Madre
por la fe
El primer día del año la Iglesia celebra
la solemnidad de María Santísima «Madre de Dios». Un título que expresa uno de
los misterios y, para la razón, una de las paradojas más elevadas del
cristianismo. Ha llenado de estupor la liturgia de la Iglesia, que exclama:
«¡Lo que los cielos no pueden contener, se ha encerrado en tu seno, hecho
hombre!».
Con motivo la Iglesia nos lleva a
celebrar la fiesta de María Madre de Dios en la octava de Navidad. Fue en
Navidad, de hecho, en el momento en que «dio a luz a su hijo primogénito»
(Lucas 2,7), no antes, que María se convirtió verdadera y plenamente en Madre
de Dios. Madre no es un título como los demás, que se añade desde fuera, sin
incidir sobre el ser mismo de la persona. Se es madre pasando por una serie de experiencias
que dejan esta huella para siempre y modifican no sólo la conformación del
cuerpo de la mujer, sino también la conciencia que tiene de sí misma.
Al hablar de la maternidad divina de
María, la Escritura pone constantemente de relieve dos elementos o momentos
fundamentales que se corresponden, por lo demás, a los que la experiencia común
humana considera esenciales para que se tenga una verdadera y plena maternidad.
Son concebir y dar a luz. «He aquí que concebirás en tu seno y darás a luz un hijo»

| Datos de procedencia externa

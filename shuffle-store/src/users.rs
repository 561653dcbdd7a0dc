//! Users/Tokens persistence, extended into typed storage the Remote
//! Client's [`TokenStore`] boundary reads and writes through.

use async_trait::async_trait;
use chrono::Utc;
use rusqlite::{params, OptionalExtension};
use shuffle_remote::{Token, TokenStore};
use tokio_rusqlite::Connection;

use crate::error::{Result, StoreError};

#[derive(Debug, Clone, PartialEq, Eq)]
pub struct User {
    pub id: i64,
    pub spotify_user_id: String,
    pub display_name: String,
}

pub struct UserStore {
    conn: Connection,
}

impl UserStore {
    pub(crate) fn new(conn: Connection) -> Self {
        Self { conn }
    }

    /// Look up a user by their streaming-service id, creating one if
    /// absent.
    pub async fn find_or_create(
        &self,
        spotify_user_id: &str,
        display_name: &str,
    ) -> Result<User> {
        let spotify_user_id = spotify_user_id.to_string();
        let display_name = display_name.to_string();
        let now = Utc::now().to_rfc3339();
        self.conn
            .call(move |conn| {
                conn.execute(
                    "INSERT INTO users (spotify_user_id, display_name, created_at, updated_at) \
                     VALUES (?1, ?2, ?3, ?3) \
                     ON CONFLICT(spotify_user_id) DO UPDATE SET display_name = excluded.display_name, \
                     updated_at = excluded.updated_at",
                    params![spotify_user_id, display_name, now],
                )?;
                let mut stmt = conn
                    .prepare_cached("SELECT id, spotify_user_id, display_name FROM users WHERE spotify_user_id = ?1")?;
                let user = stmt.query_row(params![spotify_user_id], |row| {
                    Ok(User {
                        id: row.get(0)?,
                        spotify_user_id: row.get(1)?,
                        display_name: row.get(2)?,
                    })
                })?;
                Ok(user)
            })
            .await
            .map_err(Into::into)
    }

    pub async fn save_token(&self, user_id: i64, token: &Token) -> Result<()> {
        let access_token = token.access_token.clone();
        let refresh_token = token.refresh_token.clone();
        let expires_at = token.expires_at.to_rfc3339();
        let scopes = token.scopes.clone();
        self.conn
            .call(move |conn| {
                conn.execute(
                    "INSERT INTO tokens (user_id, access_token, refresh_token, expires_at, scopes) \
                     VALUES (?1, ?2, ?3, ?4, ?5) \
                     ON CONFLICT(user_id) DO UPDATE SET access_token = excluded.access_token, \
                     refresh_token = excluded.refresh_token, expires_at = excluded.expires_at, \
                     scopes = excluded.scopes",
                    params![user_id, access_token, refresh_token, expires_at, scopes],
                )?;
                Ok(())
            })
            .await
            .map_err(Into::into)
    }

    pub async fn load_token(&self, user_id: i64) -> Result<Token> {
        self.conn
            .call(move |conn| {
                let mut stmt = conn.prepare_cached(
                    "SELECT access_token, refresh_token, expires_at, scopes FROM tokens WHERE user_id = ?1",
                )?;
                let token = stmt
                    .query_row(params![user_id], |row| {
                        Ok((
                            row.get::<_, String>(0)?,
                            row.get::<_, String>(1)?,
                            row.get::<_, String>(2)?,
                            row.get::<_, String>(3)?,
                        ))
                    })
                    .optional()?;
                Ok(token)
            })
            .await
            .map_err(StoreError::from)?
            .map(|(access_token, refresh_token, expires_at, scopes)| Token {
                access_token,
                refresh_token,
                expires_at: expires_at.parse().unwrap_or_else(|_| Utc::now()),
                scopes,
            })
            .ok_or(StoreError::NoToken(user_id))
    }
}

/// Bridges the store's SQLite-backed token persistence into the
/// Remote Client's narrow [`TokenStore`] boundary.
#[async_trait]
impl TokenStore for UserStore {
    async fn load_token(&self, user_id: i64) -> shuffle_remote::Result<Token> {
        UserStore::load_token(self, user_id)
            .await
            .map_err(Into::into)
    }

    async fn save_token(&self, user_id: i64, token: &Token) -> shuffle_remote::Result<()> {
        UserStore::save_token(self, user_id, token)
            .await
            .map_err(Into::into)
    }
}

impl From<StoreError> for shuffle_remote::RemoteError {
    fn from(err: StoreError) -> Self {
        match err {
            StoreError::NoToken(_) => shuffle_remote::RemoteError::AuthExpired,
            other => shuffle_remote::RemoteError::TransientRemote(other.to_string()),
        }
    }
}

#[cfg(test)]
#[allow(clippy::unwrap_used)]
mod tests {
    use super::*;

    async fn in_memory_store() -> UserStore {
        let conn = Connection::open_in_memory().await.unwrap();
        conn.call(|conn| {
            conn.execute_batch(crate::schema::SCHEMA_SQL)?;
            Ok(())
        })
        .await
        .unwrap();
        UserStore::new(conn)
    }

    #[tokio::test]
    async fn find_or_create_is_idempotent() {
        let store = in_memory_store().await;
        let first = store.find_or_create("spotify-id-1", "Alice").await.unwrap();
        let second = store.find_or_create("spotify-id-1", "Alice Renamed").await.unwrap();
        assert_eq!(first.id, second.id);
        assert_eq!(second.display_name, "Alice Renamed");
    }

    #[tokio::test]
    async fn save_and_load_token_round_trips() {
        let store = in_memory_store().await;
        let user = store.find_or_create("spotify-id-1", "Alice").await.unwrap();
        let token = Token {
            access_token: "access".to_string(),
            refresh_token: "refresh".to_string(),
            expires_at: Utc::now() + chrono::Duration::hours(1),
            scopes: "user-read-playback-state".to_string(),
        };
        store.save_token(user.id, &token).await.unwrap();
        let loaded = store.load_token(user.id).await.unwrap();
        assert_eq!(loaded.access_token, token.access_token);
        assert_eq!(loaded.refresh_token, token.refresh_token);
    }

    #[tokio::test]
    async fn load_token_for_unknown_user_fails() {
        let store = in_memory_store().await;
        let err = store.load_token(999).await;
        assert!(err.is_err());
    }
}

(Lc 1,31). Aquél que se «concibe» en ella procede del Espíritu Santo, y ella
«dará a luz» un hijo (Mt 1,20 s). La profecía de Isaías, en la que todo ello se
había preanunciado, se expresaba de igual forma: «Una virgen concebirá y dará a
luz un hijo» (Is 7,14). He aquí por qué sólo en Navidad, cuando da a luz a
Jesús, María se convierte, en sentido pleno, en Madre de Dios. El primer
momento, concebir, es común tanto al padre como a la madre, mientras que el
segundo, dar a luz, es exclusivo de la madre.
Madre de Dios es el más antiguo e
importante título dogmático de la Virgen. Es el fundamento de toda su grandeza.
Por eso María no es, en el cristianismo, sólo objeto de devoción, sino también
de teología; o sea, entra en el discurso mismo sobre Dios, porque Dios está
directamente implicado en la maternidad divina de María. Es también el título
más ecuménico que existe, en cuanto que es compartido y acogido
indistintamente, al menos en línea de principio, por todas las confesiones
cristinas.
En el Nuevo Testamento no hallamos
explícitamente el título «Madre de Dios» dado a María, pero encontramos
afirmaciones que, en la atenta reflexión de la Iglesia, bajo la guía del
Espíritu Santo, mostrarán, a continuación, que contienen ya, como in nuce, tal
verdad. María es llamada corrientemente en los Evangelios: «madre de Jesús»,
«madre del Señor», o sencillamente «la madre» y «su madre». De estos datos
partió la Iglesia en el Concilio ecuménico de Éfeso, en el año 431, para
definir como verdad de fe la divina maternidad de María y el título de
Theotokos, Madre de Dios. Tal proclamación determinó una explosión de
veneración hacia la Madre de Dios que no decayó jamás, ni en Oriente ni en
Occidente, y que se traduce en fiestas litúrgicas, iconos, himnos y en la construcción
de innumerables iglesias dedicadas a Ella, como Santa María la Mayor en Roma.
La maternidad física o real de María, con
la relación excepcional y única que crea entre Ella y Jesús, y entre Ella y
toda la Trinidad, es y sigue siendo, desde el punto de vista objetivo, lo más
grande y el privilegio inigualable, pero es tal porque encuentra una respuesta
subjetiva en la fe humilde de María. «María -dice San Agustín-- concibió a
Cristo por fe en su corazón antes de concebirlo físicamente en su cuerpo». No
podemos imitar a María en concebir a Cristo en el cuerpo; sin embargo podemos y
debemos imitarla en concebirlo en el corazón, o sea, en creer.